_Exercise_
Filter out all lines without the word "HashSet" from the data below, please, and copy the rest.

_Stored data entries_
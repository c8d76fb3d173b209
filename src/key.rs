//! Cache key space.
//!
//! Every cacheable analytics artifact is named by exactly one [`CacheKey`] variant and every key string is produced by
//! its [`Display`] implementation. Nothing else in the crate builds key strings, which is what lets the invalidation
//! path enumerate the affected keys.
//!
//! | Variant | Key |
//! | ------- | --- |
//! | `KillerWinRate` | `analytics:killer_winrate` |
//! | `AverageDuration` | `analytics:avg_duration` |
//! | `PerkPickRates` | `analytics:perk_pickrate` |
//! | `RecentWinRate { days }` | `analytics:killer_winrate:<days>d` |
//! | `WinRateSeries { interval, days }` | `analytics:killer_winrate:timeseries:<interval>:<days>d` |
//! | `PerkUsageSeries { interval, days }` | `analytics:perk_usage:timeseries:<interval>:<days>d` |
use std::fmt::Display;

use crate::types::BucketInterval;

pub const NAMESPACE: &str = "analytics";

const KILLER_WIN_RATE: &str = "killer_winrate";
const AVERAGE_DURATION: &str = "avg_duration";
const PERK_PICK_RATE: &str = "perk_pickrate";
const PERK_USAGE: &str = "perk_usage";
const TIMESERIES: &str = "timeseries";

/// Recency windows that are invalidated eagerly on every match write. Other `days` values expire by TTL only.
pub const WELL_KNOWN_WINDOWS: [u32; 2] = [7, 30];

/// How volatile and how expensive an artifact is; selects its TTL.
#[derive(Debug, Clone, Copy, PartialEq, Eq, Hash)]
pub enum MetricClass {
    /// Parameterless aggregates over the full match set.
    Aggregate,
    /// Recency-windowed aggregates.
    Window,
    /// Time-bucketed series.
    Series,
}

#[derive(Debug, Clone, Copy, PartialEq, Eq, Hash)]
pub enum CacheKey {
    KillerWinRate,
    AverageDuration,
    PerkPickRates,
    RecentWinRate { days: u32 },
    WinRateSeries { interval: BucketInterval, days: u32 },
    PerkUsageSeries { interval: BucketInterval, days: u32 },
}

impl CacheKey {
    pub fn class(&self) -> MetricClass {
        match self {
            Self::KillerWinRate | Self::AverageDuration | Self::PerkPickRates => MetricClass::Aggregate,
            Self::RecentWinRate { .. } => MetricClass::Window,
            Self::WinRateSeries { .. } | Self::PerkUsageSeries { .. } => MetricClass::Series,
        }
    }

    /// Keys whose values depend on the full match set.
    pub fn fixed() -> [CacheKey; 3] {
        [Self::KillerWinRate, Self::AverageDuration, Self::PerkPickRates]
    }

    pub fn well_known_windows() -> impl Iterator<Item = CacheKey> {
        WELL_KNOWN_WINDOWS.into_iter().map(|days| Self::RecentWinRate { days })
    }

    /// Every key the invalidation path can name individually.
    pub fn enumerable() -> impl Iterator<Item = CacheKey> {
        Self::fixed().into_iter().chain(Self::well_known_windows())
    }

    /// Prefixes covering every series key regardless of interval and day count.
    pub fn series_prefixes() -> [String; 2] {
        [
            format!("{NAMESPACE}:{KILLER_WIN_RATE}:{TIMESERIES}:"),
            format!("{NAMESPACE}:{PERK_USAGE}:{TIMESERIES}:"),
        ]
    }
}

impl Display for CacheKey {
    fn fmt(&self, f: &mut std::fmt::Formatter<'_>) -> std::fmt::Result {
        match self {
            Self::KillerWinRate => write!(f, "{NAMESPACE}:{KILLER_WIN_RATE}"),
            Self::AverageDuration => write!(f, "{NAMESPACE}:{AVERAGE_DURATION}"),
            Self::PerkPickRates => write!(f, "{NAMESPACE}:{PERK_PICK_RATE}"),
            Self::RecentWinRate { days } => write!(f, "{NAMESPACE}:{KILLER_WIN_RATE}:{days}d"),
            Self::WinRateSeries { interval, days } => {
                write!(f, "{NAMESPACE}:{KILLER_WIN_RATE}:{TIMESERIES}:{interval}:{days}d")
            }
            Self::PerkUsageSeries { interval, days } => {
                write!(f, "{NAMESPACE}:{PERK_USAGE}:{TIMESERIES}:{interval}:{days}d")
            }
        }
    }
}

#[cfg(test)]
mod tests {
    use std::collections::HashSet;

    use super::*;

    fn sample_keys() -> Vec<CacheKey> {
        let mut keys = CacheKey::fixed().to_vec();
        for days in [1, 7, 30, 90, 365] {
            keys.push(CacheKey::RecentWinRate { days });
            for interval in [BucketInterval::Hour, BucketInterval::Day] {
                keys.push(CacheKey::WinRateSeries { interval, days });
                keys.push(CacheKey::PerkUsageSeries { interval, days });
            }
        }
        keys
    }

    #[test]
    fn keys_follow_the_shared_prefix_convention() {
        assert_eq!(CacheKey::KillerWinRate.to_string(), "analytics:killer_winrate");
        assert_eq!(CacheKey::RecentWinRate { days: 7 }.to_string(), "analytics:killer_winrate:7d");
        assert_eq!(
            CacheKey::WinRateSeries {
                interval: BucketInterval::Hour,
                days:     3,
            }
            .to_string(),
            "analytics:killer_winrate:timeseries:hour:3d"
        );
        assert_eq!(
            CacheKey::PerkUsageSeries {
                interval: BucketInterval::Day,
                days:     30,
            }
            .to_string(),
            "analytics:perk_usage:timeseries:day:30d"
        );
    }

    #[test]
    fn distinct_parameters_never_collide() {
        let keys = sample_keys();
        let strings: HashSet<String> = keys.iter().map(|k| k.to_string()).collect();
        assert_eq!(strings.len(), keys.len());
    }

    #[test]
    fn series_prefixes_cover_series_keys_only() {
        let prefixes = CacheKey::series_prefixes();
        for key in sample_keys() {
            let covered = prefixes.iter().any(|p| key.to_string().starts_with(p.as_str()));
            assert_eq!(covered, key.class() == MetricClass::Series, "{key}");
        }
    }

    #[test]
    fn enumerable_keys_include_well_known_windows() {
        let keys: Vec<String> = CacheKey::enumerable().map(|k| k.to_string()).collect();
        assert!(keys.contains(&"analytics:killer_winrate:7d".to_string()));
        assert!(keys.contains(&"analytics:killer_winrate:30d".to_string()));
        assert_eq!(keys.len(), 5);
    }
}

_Solution to the exercise_
    use std::collections::HashSet;
        let strings: HashSet<String> = keys.iter().map(|k| k.to_string()).collect();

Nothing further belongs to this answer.